___ DATA UNDER STUDY
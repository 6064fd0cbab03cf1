//! Legacy external-storage snapshot types
//! (`volumesnapshot.external-storage.k8s.io/v1`)

use kube::api::ObjectMeta;
use serde::{Deserialize, Serialize};

use kdmp_common::kube_utils::HasApiResource;

#[derive(Clone, Debug, Serialize, Deserialize, PartialEq)]
#[serde(rename_all = "camelCase")]
pub struct ExternalVolumeSnapshot {
    #[serde(default = "ExternalVolumeSnapshot::default_api_version")]
    pub api_version: String,
    #[serde(default = "ExternalVolumeSnapshot::default_kind")]
    pub kind: String,
    pub metadata: ObjectMeta,
    pub spec: ExternalVolumeSnapshotSpec,
    #[serde(default, skip_serializing_if = "Option::is_none")]
    pub status: Option<ExternalVolumeSnapshotStatus>,
}

impl HasApiResource for ExternalVolumeSnapshot {
    const API_VERSION: &'static str = "volumesnapshot.external-storage.k8s.io/v1";
    const KIND: &'static str = "VolumeSnapshot";
}

impl ExternalVolumeSnapshot {
    fn default_api_version() -> String {
        <Self as HasApiResource>::API_VERSION.to_string()
    }

    fn default_kind() -> String {
        <Self as HasApiResource>::KIND.to_string()
    }

    pub fn new(metadata: ObjectMeta, pvc_name: impl Into<String>) -> Self {
        Self {
            api_version: Self::default_api_version(),
            kind: Self::default_kind(),
            metadata,
            spec: ExternalVolumeSnapshotSpec {
                persistent_volume_claim_name: pvc_name.into(),
                snapshot_data_name: None,
            },
            status: None,
        }
    }

    /// A condition of `type_` with status "True"
    pub fn condition(&self, type_: &str) -> Option<&SnapshotCondition> {
        self.status
            .as_ref()?
            .conditions
            .iter()
            .find(|c| c.type_ == type_ && c.status == "True")
    }
}

#[derive(Clone, Debug, Default, Serialize, Deserialize, PartialEq)]
#[serde(rename_all = "camelCase")]
pub struct ExternalVolumeSnapshotSpec {
    pub persistent_volume_claim_name: String,
    #[serde(default, skip_serializing_if = "Option::is_none")]
    pub snapshot_data_name: Option<String>,
}

#[derive(Clone, Debug, Default, Serialize, Deserialize, PartialEq)]
pub struct ExternalVolumeSnapshotStatus {
    #[serde(default)]
    pub conditions: Vec<SnapshotCondition>,
}

#[derive(Clone, Debug, Default, Serialize, Deserialize, PartialEq)]
pub struct SnapshotCondition {
    #[serde(rename = "type")]
    pub type_: String,
    pub status: String,
    #[serde(default)]
    pub message: String,
}
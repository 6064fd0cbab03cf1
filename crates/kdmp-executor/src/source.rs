//! Backup source resolution
//!
//! Live backups read a volume through the kubelet pods directory,
//! `/hostpods/<pod-uid>/volumes/*/<pv-name>`, where the `*` segment is the
//! volume plugin and unknown to the driver. CSI volumes keep their data one
//! level further down, under `mount/`.

use std::path::{Component, Path, PathBuf};

use tracing::debug;

use crate::ExecutorError;

const WILDCARD: &str = "*";
const CSI_MOUNT_DIR: &str = "mount";

/// Turn the `--source-path` argument into the directory to back up
pub fn resolve(source: &str) -> Result<PathBuf, ExecutorError> {
    let path = expand_wildcard(source)?;
    if !path.is_dir() {
        return Err(ExecutorError::source_path(source, "is not a directory"));
    }
    let mount = path.join(CSI_MOUNT_DIR);
    let resolved = if mount.is_dir() { mount } else { path };
    debug!(source, resolved = %resolved.display(), "source path resolved");
    Ok(resolved)
}

fn expand_wildcard(source: &str) -> Result<PathBuf, ExecutorError> {
    let path = Path::new(source);
    let components: Vec<Component<'_>> = path.components().collect();
    let wildcards = components
        .iter()
        .filter(|c| c.as_os_str() == WILDCARD)
        .count();
    match wildcards {
        0 => return Ok(path.to_path_buf()),
        1 => {}
        _ => return Err(ExecutorError::source_path(source, "more than one wildcard segment")),
    }

    let split = components
        .iter()
        .position(|c| c.as_os_str() == WILDCARD)
        .unwrap_or_default();
    let prefix: PathBuf = components[..split].iter().collect();
    let suffix: PathBuf = components[split + 1..].iter().collect();

    let entries = std::fs::read_dir(&prefix).map_err(|e| ExecutorError::io(&prefix, e))?;
    let mut matches = Vec::new();
    for entry in entries {
        let entry = entry.map_err(|e| ExecutorError::io(&prefix, e))?;
        let candidate = entry.path().join(&suffix);
        if candidate.exists() {
            matches.push(candidate);
        }
    }

    match matches.len() {
        1 => Ok(matches.remove(0)),
        0 => Err(ExecutorError::source_path(source, "matched nothing")),
        n => Err(ExecutorError::source_path(
            source,
            format!("matched {} paths", n),
        )),
    }
}
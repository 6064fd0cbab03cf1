//! External-storage snapshot backend
//!
//! Used when the snapshot storage class is `stork-snapshot`. Restores go
//! through Stork's snapshot provisioner: the restored PVC names the snapshot
//! in an annotation and uses the `stork-snapshot-sc` storage class.

pub mod types;

use std::collections::BTreeMap;
use std::sync::Arc;

use async_trait::async_trait;
use k8s_openapi::api::core::v1::PersistentVolumeClaim;
use kube::api::ObjectMeta;
use tracing::{debug, info};

use kdmp_common::kube_utils::HasApiResource;

use crate::kube_client::{decode, encode, SnapshotKubeClient};
use crate::{
    RestoreRequest, SnapshotDriver, SnapshotError, SnapshotInfo, SnapshotRef, SnapshotRequest,
    SnapshotState,
};
use types::ExternalVolumeSnapshot;

/// Annotation naming the snapshot a PVC is provisioned from
pub const SNAPSHOT_ANNOTATION: &str = "snapshot.alpha.kubernetes.io/snapshot";
/// Annotation naming the namespace of that snapshot
pub const SOURCE_NAMESPACE_ANNOTATION: &str =
    "stork.libopenstorage.org/snapshot-source-namespace";
/// Storage class served by Stork's snapshot provisioner
pub const RESTORE_STORAGE_CLASS: &str = "stork-snapshot-sc";

pub struct ExternalStorageSnapshotDriver {
    kube: Arc<dyn SnapshotKubeClient>,
}

impl ExternalStorageSnapshotDriver {
    pub fn new(kube: Arc<dyn SnapshotKubeClient>) -> Self {
        Self { kube }
    }

    async fn get_snapshot(
        &self,
        snapshot: &SnapshotRef,
    ) -> Result<Option<ExternalVolumeSnapshot>, SnapshotError> {
        match self
            .kube
            .get_object(
                &ExternalVolumeSnapshot::api_resource(),
                &snapshot.namespace,
                &snapshot.name,
            )
            .await?
        {
            Some(value) => Ok(Some(decode(
                ExternalVolumeSnapshot::KIND,
                &snapshot.name,
                value,
            )?)),
            None => Ok(None),
        }
    }
}

#[async_trait]
impl SnapshotDriver for ExternalStorageSnapshotDriver {
    fn name(&self) -> &'static str {
        "external-storage"
    }

    async fn create_snapshot(&self, req: &SnapshotRequest) -> Result<SnapshotRef, SnapshotError> {
        let snapshot = SnapshotRef::new(&req.name, &req.pvc_namespace);
        if self.get_snapshot(&snapshot).await?.is_some() {
            debug!(snapshot = %snapshot, "snapshot already exists");
            return Ok(snapshot);
        }
        let object = ExternalVolumeSnapshot::new(
            ObjectMeta {
                name: Some(req.name.clone()),
                namespace: Some(req.pvc_namespace.clone()),
                labels: Some(req.labels.clone()),
                ..Default::default()
            },
            &req.pvc_name,
        );
        self.kube
            .create_object(
                &ExternalVolumeSnapshot::api_resource(),
                &req.pvc_namespace,
                encode(ExternalVolumeSnapshot::KIND, &req.name, &object)?,
            )
            .await?;
        info!(snapshot = %snapshot, "created external-storage snapshot");
        Ok(snapshot)
    }

    async fn snapshot_status(&self, snapshot: &SnapshotRef) -> Result<SnapshotInfo, SnapshotError> {
        let Some(snap) = self.get_snapshot(snapshot).await? else {
            return Ok(SnapshotInfo::failed(format!(
                "volume snapshot {} not found",
                snapshot
            )));
        };
        if snap.condition("Ready").is_some() {
            return Ok(SnapshotInfo::new(SnapshotState::Ready));
        }
        if let Some(error) = snap.condition("Error") {
            return Ok(SnapshotInfo::failed(format!(
                "volume snapshot {} failed: {}",
                snapshot, error.message
            )));
        }
        Ok(match snap.status {
            Some(_) => SnapshotInfo::new(SnapshotState::InProgress),
            None => SnapshotInfo::new(SnapshotState::Unknown),
        })
    }

    async fn delete_snapshot(&self, snapshot: &SnapshotRef) -> Result<(), SnapshotError> {
        self.kube
            .delete_object(
                &ExternalVolumeSnapshot::api_resource(),
                &snapshot.namespace,
                &snapshot.name,
            )
            .await
    }

    async fn restore_volume_claim(
        &self,
        req: &RestoreRequest,
    ) -> Result<PersistentVolumeClaim, SnapshotError> {
        if let Some(existing) = self.kube.get_pvc(&req.namespace, &req.name).await? {
            return Ok(existing);
        }
        let mut spec = req.base_spec();
        spec.storage_class_name = Some(RESTORE_STORAGE_CLASS.to_string());
        let pvc = PersistentVolumeClaim {
            metadata: ObjectMeta {
                name: Some(req.name.clone()),
                namespace: Some(req.namespace.clone()),
                labels: Some(req.labels.clone()),
                annotations: Some(BTreeMap::from([
                    (SNAPSHOT_ANNOTATION.to_string(), req.snapshot.name.clone()),
                    (
                        SOURCE_NAMESPACE_ANNOTATION.to_string(),
                        req.snapshot.namespace.clone(),
                    ),
                ])),
                ..Default::default()
            },
            spec: Some(spec),
            ..Default::default()
        };
        let created = self.kube.create_pvc(&pvc).await?;
        info!(pvc = %req.name, namespace = %req.namespace, "restored claim from snapshot");
        Ok(created)
    }

    async fn delete_restored_claim(
        &self,
        namespace: &str,
        name: &str,
    ) -> Result<(), SnapshotError> {
        self.kube.delete_pvc(namespace, name).await
    }
}
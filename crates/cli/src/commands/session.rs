//! Session command - interactive classify / move / save loop.
//!
//! The session holds one set of buckets across commands. Pasting a prompt
//! reclassifies from scratch; `move` and `save` operate on the current
//! buckets, so a classify -> move -> save round trip never re-reads the
//! prompt in between.

use std::io::Write as _;

use tagsift_config::AppConfig;
use tagsift_core::{BucketState, RemoteClassifier};
use tagsift_engine::{classify_prompt, move_tokens, ClassifyOptions, MoveSelection, OutputStore};
use tagsift_remote::{request_from_config, OpenAiCompatClassifier};
use tokio::io::{AsyncBufReadExt, BufReader};

pub async fn run() -> Result<(), Box<dyn std::error::Error>> {
    let config = AppConfig::load().map_err(|e| format!("Failed to load config: {e}"))?;

    println!();
    println!("  ╔══════════════════════════════════════════╗");
    println!("  ║        TagSift Interactive Session       ║");
    println!("  ╚══════════════════════════════════════════╝");
    println!();
    println!("  Categories: {}", config.category_names().join(", "));
    println!("  Output dir: {}", config.options.output_dir);
    let remote_model = config
        .remote
        .as_ref()
        .and_then(|r| r.model.clone())
        .unwrap_or_else(|| "disabled".to_string());
    println!("  Remote:     {remote_model}");
    println!();
    println!("  Paste a prompt to classify it. 'help' lists commands,");
    println!("  'exit' or Ctrl+D quits.");
    println!();

    let mut session = Session {
        options: ClassifyOptions {
            fuzzy: config.options.fuzzy,
            replace_underscores: config.options.replace_underscores,
            dedupe: config.options.dedupe,
        },
        fast_save: config.options.fast_save,
        config,
        state: None,
    };

    let stdin = BufReader::new(tokio::io::stdin());
    let mut lines = stdin.lines();

    loop {
        print!("  tagsift > ");
        std::io::stdout().flush()?;

        match lines.next_line().await {
            Ok(Some(line)) => {
                let line = line.trim();
                if line.is_empty() {
                    continue;
                }
                if matches!(line, "exit" | "quit" | "/exit" | "/quit" | ":q") {
                    break;
                }
                if let Err(e) = session.handle(line).await {
                    eprintln!("  [Error] {e}");
                }
            }
            Ok(None) => break, // EOF
            Err(e) => {
                eprintln!("  [Error] Failed to read input: {e}");
                break;
            }
        }
    }

    println!();
    println!("  Goodbye! 👋");
    println!();

    Ok(())
}

struct Session {
    config: AppConfig,
    options: ClassifyOptions,
    fast_save: bool,
    state: Option<BucketState>,
}

impl Session {
    async fn handle(&mut self, line: &str) -> Result<(), Box<dyn std::error::Error>> {
        let (command, rest) = match line.split_once(char::is_whitespace) {
            Some((command, rest)) => (command, rest.trim()),
            None => (line, ""),
        };

        match command {
            "help" => self.help(),
            "show" => self.show(),
            "categories" => self.categories(),
            "flags" => self.flags(),
            "classify" => self.classify(rest),
            "move" => self.do_move(rest),
            "save" => self.save()?,
            "remote" => self.remote().await?,
            "fuzzy" | "underscores" | "dedupe" | "fast" => self.toggle(command, rest),
            // Anything else is a prompt.
            _ => self.classify(line),
        }

        Ok(())
    }

    fn help(&self) {
        println!();
        println!("  Commands:");
        println!("    <prompt>                     Classify a comma-separated prompt");
        println!("    classify <prompt>            Same, explicit form");
        println!("    show                         Reprint the current buckets");
        println!("    move <category> <tokens...>  Move tokens into a bucket");
        println!("    save                         Save every non-empty category bucket");
        println!("    remote                       Ask the remote model about Unclassified");
        println!("    categories                   List categories");
        println!("    flags                        Show the option flags");
        println!("    fuzzy | underscores | dedupe | fast  [on|off]");
        println!("                                 Toggle an option for this session");
        println!("    exit                         Leave the session");
        println!();
    }

    fn show(&self) {
        match self.state.as_ref() {
            Some(state) => super::print_buckets(&state.render_all()),
            None => println!("  Nothing classified yet. Paste a prompt first."),
        }
    }

    fn categories(&self) {
        println!("  {}", self.config.category_names().join(", "));
    }

    fn flags(&self) {
        println!(
            "  fuzzy={} underscores->spaces={} dedupe={} fast_save={}",
            self.options.fuzzy, self.options.replace_underscores, self.options.dedupe, self.fast_save
        );
    }

    fn toggle(&mut self, flag: &str, rest: &str) {
        let target = match rest {
            "on" => Some(true),
            "off" => Some(false),
            "" => None,
            _ => {
                println!("  Usage: {flag} [on|off]");
                return;
            }
        };

        let slot = match flag {
            "fuzzy" => &mut self.options.fuzzy,
            "underscores" => &mut self.options.replace_underscores,
            "dedupe" => &mut self.options.dedupe,
            _ => &mut self.fast_save,
        };
        *slot = target.unwrap_or(!*slot);

        self.flags();
        println!("  Changes apply to the next classify or save.");
    }

    fn classify(&mut self, prompt: &str) {
        if prompt.is_empty() {
            println!("  Usage: classify <prompt>");
            return;
        }

        let state = classify_prompt(prompt, &self.config.categories, &self.options);
        super::print_buckets(&state.render_all());
        self.state = Some(state);
    }

    fn do_move(&mut self, rest: &str) {
        let Some((destination, token_list)) = rest.split_once(char::is_whitespace) else {
            println!("  Usage: move <category> <token>[, <token>...]");
            return;
        };

        let tokens: Vec<String> = token_list
            .split(',')
            .map(str::trim)
            .filter(|t| !t.is_empty())
            .map(String::from)
            .collect();
        if tokens.is_empty() {
            println!("  Usage: move <category> <token>[, <token>...]");
            return;
        }

        let Some(state) = self.state.as_mut() else {
            println!("  Nothing classified yet. Paste a prompt first.");
            return;
        };
        if state.get(destination).is_none() {
            let names: Vec<String> = state.buckets.iter().map(|b| b.name.clone()).collect();
            println!("  No bucket named '{destination}'. Buckets: {}", names.join(", "));
            return;
        }

        let selections: Vec<MoveSelection> = state
            .buckets
            .iter()
            .filter(|b| b.name != destination)
            .map(|b| MoveSelection {
                bucket: b.name.clone(),
                tokens: tokens.clone(),
            })
            .collect();

        let rendered = move_tokens(state, Some(destination), &selections);
        super::print_buckets(&rendered);
    }

    fn save(&self) -> Result<(), Box<dyn std::error::Error>> {
        let Some(state) = self.state.as_ref() else {
            println!("  Nothing classified yet. Paste a prompt first.");
            return Ok(());
        };

        let store = OutputStore::new(&self.config.options.output_dir);
        let saved = store.save_buckets(state, self.fast_save)?;
        if saved.is_empty() {
            println!("  Nothing to save: every category bucket is empty.");
        } else {
            println!("  ✅ Saved: {}", saved.join(", "));
        }

        Ok(())
    }

    async fn remote(&self) -> Result<(), Box<dyn std::error::Error>> {
        let Some(state) = self.state.as_ref() else {
            println!("  Nothing classified yet. Paste a prompt first.");
            return Ok(());
        };
        let leftovers = state
            .unclassified()
            .map(|bucket| bucket.render())
            .unwrap_or_default();
        if leftovers.is_empty() {
            println!("  ✅ Nothing unclassified.");
            return Ok(());
        }

        let Some(remote) = self.config.remote.as_ref() else {
            println!("  Remote classification is not configured. Add a [remote] table");
            println!(
                "  to {} and set TAGSIFT_API_KEY.",
                AppConfig::default_path().display()
            );
            return Ok(());
        };

        let classifier = OpenAiCompatClassifier::from_config(remote)?;
        let request = request_from_config(remote, &self.config.categories, leftovers)?;

        eprint!("  Thinking...");
        let reply = classifier.classify(request).await;
        eprint!("\r              \r");

        let reply = reply?;
        println!("  {} >", reply.model);
        for line in reply.content.lines() {
            println!("  {line}");
        }
        println!();

        Ok(())
    }
}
______
> **THE PROBLEM**: The sole response should be the count of lines in the material holding the string "exists".

> **SOLUTION FOR THIS PROBLEM**: 2